**TASK DATA**:
◇ ◇ ◇
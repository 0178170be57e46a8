//! Checksum normalization.
//!
//! Clients compute the SHA-256 digest in the browser and send it hex-encoded;
//! S3 expects `x-amz-checksum-sha256` as base64 of the raw digest.

use base64::engine::general_purpose::STANDARD;
use base64::Engine;

/// Length of a hex-encoded SHA-256 digest.
pub const SHA256_HEX_LEN: usize = 64;

/// Convert a hex SHA-256 digest to the base64 form the storage provider checks.
///
/// Returns `None` unless the input is exactly 64 hex characters (either case).
pub fn sha256_hex_to_base64(checksum: &str) -> Option<String> {
    if checksum.len() != SHA256_HEX_LEN {
        return None;
    }
    let digest = hex::decode(checksum).ok()?;
    Some(STANDARD.encode(digest))
}
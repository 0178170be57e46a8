//! OpenAPI documentation, served at `/api/openapi.json` and rendered at `/docs`.

use utoipa::openapi::security::{Http, HttpAuthScheme, SecurityScheme};
use utoipa::{Modify, OpenApi};

use crate::error;
use crate::handlers;
use backoffice_core::models;

/// Registers the bearer session scheme referenced by protected routes
struct SessionSecurity;

impl Modify for SessionSecurity {
    fn modify(&self, openapi: &mut utoipa::openapi::OpenApi) {
        if let Some(components) = openapi.components.as_mut() {
            components.add_security_scheme(
                "bearer_session",
                SecurityScheme::Http(Http::new(HttpAuthScheme::Bearer)),
            );
        }
    }
}

#[derive(OpenApi)]
#[openapi(
    info(
        title = "Backoffice API",
        version = "0.1.0",
        description = "Backoffice media services (v0): presigned image uploads to object storage and republishing news items on Instagram. Application routes are versioned under /api/v0/."
    ),
    paths(
        handlers::health::health_check,
        handlers::uploads::create_signed_upload_url,
        handlers::news::publish_to_instagram,
    ),
    components(
        schemas(
            // Upload models
            models::SignedUploadRequest,
            models::SignedUploadResponse,
            models::SignedUrl,
            // Publish models
            models::PublishToInstagramRequest,
            models::PublishResponse,
            // Health
            handlers::health::HealthResponse,
            // Error
            error::ErrorResponse,
        )
    ),
    modifiers(&SessionSecurity),
    tags(
        (name = "uploads", description = "Presigned direct-to-storage image uploads"),
        (name = "news", description = "Republishing news items on social platforms"),
        (name = "health", description = "Service health checks")
    )
)]
pub struct ApiDoc;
◇ ◇ ◇
**WHAT IS REQUIRED**: Repeat all of the data exactly.

**EXERCISE ANSWER**:
repository 0178170be57e46a8
//! Checksum normalization.
//!
//! Clients compute the SHA-256 digest in the browser and send it hex-encoded;
//! S3 expects `x-amz-checksum-sha256` as base64 of the raw digest.

use base64::engine::general_purpose::STANDARD;
use base64::Engine;

/// Length of a hex-encoded SHA-256 digest.
pub const SHA256_HEX_LEN: usize = 64;

/// Convert a hex SHA-256 digest to the base64 form the storage provider checks.
///
/// Returns `None` unless the input is exactly 64 hex characters (either case).
pub fn sha256_hex_to_base64(checksum: &str) -> Option<String> {
    if checksum.len() != SHA256_HEX_LEN {
        return None;
    }
    let digest = hex::decode(checksum).ok()?;
    Some(STANDARD.encode(digest))
}
repository 0178170be57e46a8
//! OpenAPI documentation, served at `/api/openapi.json` and rendered at `/docs`.

use utoipa::openapi::security::{Http, HttpAuthScheme, SecurityScheme};
use utoipa::{Modify, OpenApi};

use crate::error;
use crate::handlers;
use backoffice_core::models;

/// Registers the bearer session scheme referenced by protected routes
struct SessionSecurity;

impl Modify for SessionSecurity {
    fn modify(&self, openapi: &mut utoipa::openapi::OpenApi) {
        if let Some(components) = openapi.components.as_mut() {
            components.add_security_scheme(
                "bearer_session",
                SecurityScheme::Http(Http::new(HttpAuthScheme::Bearer)),
            );
        }
    }
}

#[derive(OpenApi)]
#[openapi(
    info(
        title = "Backoffice API",
        version = "0.1.0",
        description = "Backoffice media services (v0): presigned image uploads to object storage and republishing news items on Instagram. Application routes are versioned under /api/v0/."
    ),
    paths(
        handlers::health::health_check,
        handlers::uploads::create_signed_upload_url,
        handlers::news::publish_to_instagram,
    ),
    components(
        schemas(
            // Upload models
            models::SignedUploadRequest,
            models::SignedUploadResponse,
            models::SignedUrl,
            // Publish models
            models::PublishToInstagramRequest,
            models::PublishResponse,
            // Health
            handlers::health::HealthResponse,
            // Error
            error::ErrorResponse,
        )
    ),
    modifiers(&SessionSecurity),
    tags(
        (name = "uploads", description = "Presigned direct-to-storage image uploads"),
        (name = "news", description = "Republishing news items on social platforms"),
        (name = "health", description = "Service health checks")
    )
)]
pub struct ApiDoc;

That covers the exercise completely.